O levantamento também identificou várias cláusulas abusivas nos contratos e verificou que as instituições financeiras não dão informações suficientes sobre o custo efetivo total (CET) da operação, conforme determina a Resolução no 3.517/2007, atualizada pela no 3.909/ 2010, do Banco Central (BC). O CET designa todos os custos do empréstimo, ou seja, juros, tributos, tarifas, seguros e quaisquer outras despesas cobradas do cliente. Portanto, conhecê-lo é fundamental para saber quanto, de fato, você vai pagar – às vezes muito mais do que se supõe considerando apenas a taxa de juros.
Entre os meses de março e maio, pesquisadores do Idec foram a agências dos seis maiores bancos do país (Banco do Brasil, Bradesco, Caixa Econômica Federal, HSBC, Itaú e Santander) e solicitaram empréstimo pessoal de R$ 300, parcelado em cinco vezes. O objetivo era avaliar se as instituições informam adequadamente todos os custos envolvidos na operação de crédito, observando se há entrega da planilha com o custo efetivo total (CET) e explicação do atendente sobre as cobranças. Além disso, foram analisadas as cláusulas dos contratos e outros documentos entregues pelos bancos.
O levantamento faz parte de um projeto em parceria com a Oxfam Novib sobre Responsabilidade Social Empresarial (RSE) de bancos e também de um projeto da Consumers International sobre crédito e superendividamento.

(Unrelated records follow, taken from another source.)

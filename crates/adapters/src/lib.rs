// SPDX-License-Identifier: BUSL-1.1
// Copyright (c) 2026 Alfred Jean LLC

// Allow panic!/unwrap/expect in test code
#![cfg_attr(test, allow(clippy::panic))]
#![cfg_attr(test, allow(clippy::unwrap_used))]
#![cfg_attr(test, allow(clippy::expect_used))]
// Enable coverage(off) attribute for excluding test infrastructure
#![cfg_attr(coverage_nightly, feature(coverage_attribute))]

//! Adapters for external I/O: setting wallpapers, reading media, notifying

pub mod media;
pub mod notify;
pub mod setter;
pub mod traced;

pub use media::{FsMediaSource, MediaError, MediaSource, IMAGE_EXTENSIONS};
pub use notify::{DesktopNotifier, NoOpNotifyAdapter, NotifyAdapter, NotifyError};
pub use setter::{ApplyError, CommandSetter, NoOpSetter, WallpaperSetter, DEFAULT_APPLY_TIMEOUT};
pub use traced::{TracedMediaSource, TracedNotifier, TracedSetter};

// Test support - only compiled for tests or when explicitly requested
#[cfg(any(test, feature = "test-support"))]
pub use media::{FakeMediaSource, MediaCall};
#[cfg(any(test, feature = "test-support"))]
pub use notify::{FakeNotifyAdapter, NotifyCall};
#[cfg(any(test, feature = "test-support"))]
pub use setter::{ApplyCall, FakeSetter};
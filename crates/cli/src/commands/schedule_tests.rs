// SPDX-License-Identifier: BUSL-1.1
// Copyright (c) 2026 Alfred Jean LLC

use super::*;
use yare::parameterized;

#[parameterized(
    bare_minutes = { "15", 15 },
    zero = { "0", 0 },
    minutes = { "90m", 90 },
    hours = { "2h", 120 },
    mixed = { "1h 30m", 90 },
    day = { "1day", 1440 },
)]
fn parses_interval(input: &str, minutes: u32) {
    assert_eq!(parse_interval(input), Ok(minutes));
}

#[parameterized(
    seconds = { "90s" },
    fraction = { "1500ms" },
    words = { "often" },
    negative = { "-5" },
)]
fn rejects_interval(input: &str) {
    assert!(parse_interval(input).is_err());
}

#[test]
fn toggle_is_on() {
    assert!(Toggle::On.is_on());
    assert!(!Toggle::Off.is_on());
}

Claúsulas abusivas, de novo
Em 2009, o Idec realizou uma série de pesquisas sobre as práticas bancárias, similar à que está sendo feita este ano. No que se refere à contratação de empréstimo pessoal, a única mudança positiva é que os bancos deixaram de cobrar a tarifa de abertura de crédito (TAC), bastante frequente há três anos, embora já fosse proibida. Mas as melhoras param por aí. Como ocorreu na outra pesquisa, nem todos os bancos entregaram o contrato (desta vez, foram o Banco do Brasil e o Santander), e os que forneceram, adotam uma série de previsões que desrespeitam o CDC e as resoluções do Conselho Monetário Nacional (CMN).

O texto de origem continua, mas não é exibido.